### AIM OF THE TASK:
Scan the data below for the string "unreachable". Show every line where it turns up.

*** Opening of DATA TO USE ***

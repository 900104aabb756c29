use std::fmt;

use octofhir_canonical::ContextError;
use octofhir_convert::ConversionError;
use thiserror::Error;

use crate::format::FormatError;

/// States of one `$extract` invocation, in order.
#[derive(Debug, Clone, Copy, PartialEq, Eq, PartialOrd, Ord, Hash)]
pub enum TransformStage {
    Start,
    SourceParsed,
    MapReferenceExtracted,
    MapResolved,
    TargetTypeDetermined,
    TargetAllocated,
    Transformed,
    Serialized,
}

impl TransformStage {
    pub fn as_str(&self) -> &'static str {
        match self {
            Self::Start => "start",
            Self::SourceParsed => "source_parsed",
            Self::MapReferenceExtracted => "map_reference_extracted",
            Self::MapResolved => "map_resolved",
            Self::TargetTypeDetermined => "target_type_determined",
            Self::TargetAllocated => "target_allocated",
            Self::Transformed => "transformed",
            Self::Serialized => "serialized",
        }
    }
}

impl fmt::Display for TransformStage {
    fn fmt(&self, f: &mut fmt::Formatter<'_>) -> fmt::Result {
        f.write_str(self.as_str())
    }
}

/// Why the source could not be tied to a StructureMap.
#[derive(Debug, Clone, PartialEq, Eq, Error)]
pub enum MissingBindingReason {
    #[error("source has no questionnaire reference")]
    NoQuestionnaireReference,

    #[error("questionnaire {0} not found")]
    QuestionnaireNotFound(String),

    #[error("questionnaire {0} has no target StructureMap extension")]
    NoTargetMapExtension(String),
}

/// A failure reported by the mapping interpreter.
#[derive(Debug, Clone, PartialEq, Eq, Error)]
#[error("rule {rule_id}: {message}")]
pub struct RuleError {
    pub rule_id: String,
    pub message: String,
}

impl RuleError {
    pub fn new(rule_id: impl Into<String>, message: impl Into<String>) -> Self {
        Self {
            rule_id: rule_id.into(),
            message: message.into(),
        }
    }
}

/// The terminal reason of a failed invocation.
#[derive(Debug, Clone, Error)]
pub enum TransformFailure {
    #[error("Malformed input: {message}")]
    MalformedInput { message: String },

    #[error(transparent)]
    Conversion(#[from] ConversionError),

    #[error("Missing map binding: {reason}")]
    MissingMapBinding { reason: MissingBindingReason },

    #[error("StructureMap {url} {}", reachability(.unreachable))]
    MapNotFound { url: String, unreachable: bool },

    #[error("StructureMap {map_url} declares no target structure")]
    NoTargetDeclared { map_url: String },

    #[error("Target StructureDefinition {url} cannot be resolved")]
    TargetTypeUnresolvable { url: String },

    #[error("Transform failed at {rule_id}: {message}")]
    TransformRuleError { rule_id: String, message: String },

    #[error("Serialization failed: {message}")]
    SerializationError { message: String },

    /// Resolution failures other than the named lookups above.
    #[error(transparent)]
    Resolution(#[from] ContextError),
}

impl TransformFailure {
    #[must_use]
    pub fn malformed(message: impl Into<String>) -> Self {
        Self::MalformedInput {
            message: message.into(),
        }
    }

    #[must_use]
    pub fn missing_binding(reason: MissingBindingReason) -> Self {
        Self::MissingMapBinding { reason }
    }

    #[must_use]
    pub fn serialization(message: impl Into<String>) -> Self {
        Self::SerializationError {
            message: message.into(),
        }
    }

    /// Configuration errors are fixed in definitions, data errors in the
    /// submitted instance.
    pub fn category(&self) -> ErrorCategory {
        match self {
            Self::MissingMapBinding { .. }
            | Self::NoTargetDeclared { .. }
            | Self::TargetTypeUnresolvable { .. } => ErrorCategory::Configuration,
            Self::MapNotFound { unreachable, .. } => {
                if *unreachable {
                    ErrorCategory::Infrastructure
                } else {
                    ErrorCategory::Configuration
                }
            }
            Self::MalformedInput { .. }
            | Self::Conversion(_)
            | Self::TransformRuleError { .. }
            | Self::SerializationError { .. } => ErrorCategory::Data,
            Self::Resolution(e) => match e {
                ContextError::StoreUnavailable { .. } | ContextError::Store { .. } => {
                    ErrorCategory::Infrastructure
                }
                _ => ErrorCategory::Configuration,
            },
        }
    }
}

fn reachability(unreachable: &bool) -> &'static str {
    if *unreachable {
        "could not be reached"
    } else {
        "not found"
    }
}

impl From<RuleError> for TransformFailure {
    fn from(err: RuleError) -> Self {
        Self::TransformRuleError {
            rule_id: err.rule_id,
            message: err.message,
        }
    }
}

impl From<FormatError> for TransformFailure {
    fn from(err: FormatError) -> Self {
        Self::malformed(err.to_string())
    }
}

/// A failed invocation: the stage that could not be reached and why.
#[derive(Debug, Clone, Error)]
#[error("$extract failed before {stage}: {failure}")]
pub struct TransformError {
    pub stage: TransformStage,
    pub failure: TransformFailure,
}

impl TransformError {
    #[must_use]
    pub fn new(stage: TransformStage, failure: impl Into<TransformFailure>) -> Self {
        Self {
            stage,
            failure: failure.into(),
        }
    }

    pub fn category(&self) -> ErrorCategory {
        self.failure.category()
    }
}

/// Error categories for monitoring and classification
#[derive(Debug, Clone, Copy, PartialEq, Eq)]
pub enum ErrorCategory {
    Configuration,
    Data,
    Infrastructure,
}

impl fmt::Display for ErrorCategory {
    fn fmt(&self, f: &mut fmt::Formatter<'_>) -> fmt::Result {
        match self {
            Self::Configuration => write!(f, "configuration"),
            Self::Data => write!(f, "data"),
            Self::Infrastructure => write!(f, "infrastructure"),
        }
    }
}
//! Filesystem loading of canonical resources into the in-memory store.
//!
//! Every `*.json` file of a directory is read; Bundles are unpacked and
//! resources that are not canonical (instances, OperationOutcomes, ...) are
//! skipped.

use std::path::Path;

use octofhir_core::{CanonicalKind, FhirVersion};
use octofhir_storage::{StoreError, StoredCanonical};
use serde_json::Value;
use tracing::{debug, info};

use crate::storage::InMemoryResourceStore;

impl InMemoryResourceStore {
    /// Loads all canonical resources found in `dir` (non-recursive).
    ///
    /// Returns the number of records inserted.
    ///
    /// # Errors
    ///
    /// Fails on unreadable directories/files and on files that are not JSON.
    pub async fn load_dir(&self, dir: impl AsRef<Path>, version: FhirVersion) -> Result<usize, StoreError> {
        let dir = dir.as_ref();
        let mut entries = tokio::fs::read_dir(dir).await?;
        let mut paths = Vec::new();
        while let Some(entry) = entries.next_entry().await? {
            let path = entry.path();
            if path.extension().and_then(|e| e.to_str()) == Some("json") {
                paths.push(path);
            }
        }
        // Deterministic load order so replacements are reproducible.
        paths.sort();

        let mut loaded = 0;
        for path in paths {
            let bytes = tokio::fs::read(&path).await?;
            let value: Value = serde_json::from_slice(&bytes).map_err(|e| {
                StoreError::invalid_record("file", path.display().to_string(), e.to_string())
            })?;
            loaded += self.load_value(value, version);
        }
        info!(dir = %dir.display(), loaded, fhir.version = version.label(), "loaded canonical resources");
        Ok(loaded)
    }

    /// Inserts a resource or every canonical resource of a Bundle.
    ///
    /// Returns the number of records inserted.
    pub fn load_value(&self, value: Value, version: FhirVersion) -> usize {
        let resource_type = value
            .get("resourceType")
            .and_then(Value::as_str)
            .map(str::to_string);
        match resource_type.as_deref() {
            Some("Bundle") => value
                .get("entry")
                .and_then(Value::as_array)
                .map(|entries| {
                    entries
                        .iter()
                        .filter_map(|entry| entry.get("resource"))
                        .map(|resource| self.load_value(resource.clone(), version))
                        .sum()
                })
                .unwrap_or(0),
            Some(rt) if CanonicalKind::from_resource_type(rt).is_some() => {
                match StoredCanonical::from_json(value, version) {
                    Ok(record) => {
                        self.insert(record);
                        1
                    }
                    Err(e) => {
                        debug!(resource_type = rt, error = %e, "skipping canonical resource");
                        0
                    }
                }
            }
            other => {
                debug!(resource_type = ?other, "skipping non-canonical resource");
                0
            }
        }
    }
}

*** Close of DATA TO USE ***

### RESULT OF THIS TASK:
    #[error("StructureMap {url} {}", reachability(.unreachable))]
    MapNotFound { url: String, unreachable: bool },
            Self::MapNotFound { unreachable, .. } => {
                if *unreachable {
fn reachability(unreachable: &bool) -> &'static str {
    if *unreachable {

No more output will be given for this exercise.